%%
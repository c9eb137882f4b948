// SPDX-License-Identifier: GPL-3.0-only

//! CLI commands
//!
//! `scan` feeds image files through the virtual camera into a real scanning
//! session, so detections go through the same rate, duplicate and scan window
//! rules as a live camera.

use scanner::backends::virtual_camera::{
    VirtualCameraBackend, VirtualCameraOptions, collect_image_paths, load_image_as_frame,
};
use scanner::constants::timing;
use scanner::frame_processor::{BarcodeDecoder, Detection};
use scanner::{DetectionMode, QrDecoder, ScanEvent, ScannerSession, SessionConfig};
use serde::Serialize;
use std::path::{Path, PathBuf};
use std::sync::Arc;
use std::time::Duration;
use tracing::{debug, warn};

pub struct ScanArgs {
    pub inputs: Vec<PathBuf>,
    pub config: Option<PathBuf>,
    pub mode: Option<DetectionMode>,
    pub invert: bool,
    pub output_dir: Option<PathBuf>,
    pub interval_ms: u64,
    pub stats: bool,
}

/// One detection as printed on stdout
#[derive(Serialize)]
struct DetectionLine<'a> {
    index: usize,
    #[serde(flatten)]
    detection: &'a Detection,
    #[serde(skip_serializing_if = "Option::is_none")]
    image_path: Option<PathBuf>,
}

/// Print the default session config
pub fn print_default_config() -> Result<(), Box<dyn std::error::Error>> {
    println!("{}", serde_json::to_string_pretty(&SessionConfig::default())?);
    Ok(())
}

/// Replay images through a scanning session
pub fn scan(args: ScanArgs) -> Result<(), Box<dyn std::error::Error>> {
    let mut config = match args.config.as_deref() {
        Some(path) => SessionConfig::from_json_file(path)?,
        None => SessionConfig::default(),
    };
    if let Some(mode) = args.mode {
        config.detection_mode = mode;
    }
    config.invert_image |= args.invert;
    config.return_image |= args.output_dir.is_some();

    if let Some(dir) = args.output_dir.as_deref() {
        std::fs::create_dir_all(dir)?;
    }

    let paths = collect_image_paths(&args.inputs)?;
    if paths.is_empty() {
        return Err("No image files found".into());
    }
    let frames = paths
        .iter()
        .map(|p| load_image_as_frame(p))
        .collect::<Result<Vec<_>, _>>()?;
    eprintln!("Scanning {} image(s)", frames.len());

    let backend = Arc::new(VirtualCameraBackend::new(
        VirtualCameraOptions {
            frame_interval: Duration::from_millis(args.interval_ms.max(1)),
            ..Default::default()
        },
        frames,
    ));

    let runtime = tokio::runtime::Runtime::new()?;
    runtime.block_on(async {
        let (tx, mut rx) = tokio::sync::mpsc::unbounded_channel();
        let session = ScannerSession::new(backend.clone(), tokio::runtime::Handle::current(), tx);

        let started = session.start(config, |options| -> Arc<dyn BarcodeDecoder> {
            Arc::new(QrDecoder::new(options.clone()))
        })?;
        debug!(width = started.width, height = started.height, "Replay started");

        let mut index = 0usize;
        loop {
            match tokio::time::timeout(timing::SCAN_SETTLE_TIME, rx.recv()).await {
                Ok(Some(ScanEvent::Detected(detection))) => {
                    let image_path = match (&detection.image, args.output_dir.as_deref()) {
                        (Some(png), Some(dir)) => Some(write_image(dir, index, png)?),
                        _ => None,
                    };
                    let line = DetectionLine {
                        index,
                        detection: &detection,
                        image_path,
                    };
                    println!("{}", serde_json::to_string(&line)?);
                    index += 1;
                }
                Ok(Some(ScanEvent::Error(message))) => warn!(%message, "Frame analysis failed"),
                Ok(Some(_)) => {}
                Ok(None) => break,
                Err(_) if backend.replay_finished() => break,
                Err(_) => {}
            }
        }

        let stats = session.stats();
        session.stop()?;

        if args.stats {
            eprintln!("{}", serde_json::to_string_pretty(&stats)?);
        }
        eprintln!("{} detection(s)", index);
        Ok::<(), Box<dyn std::error::Error>>(())
    })
}

fn write_image(dir: &Path, index: usize, png: &[u8]) -> Result<PathBuf, std::io::Error> {
    let path = dir.join(format!("detection_{:04}.png", index));
    std::fs::write(&path, png)?;
    Ok(path)
}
%%
> About this task
Find the word "VirtualCameraBackend" in the entries, and copy every line it shows up in.

> Answer section
    VirtualCameraBackend, VirtualCameraOptions, collect_image_paths, load_image_as_frame,
    let backend = Arc::new(VirtualCameraBackend::new(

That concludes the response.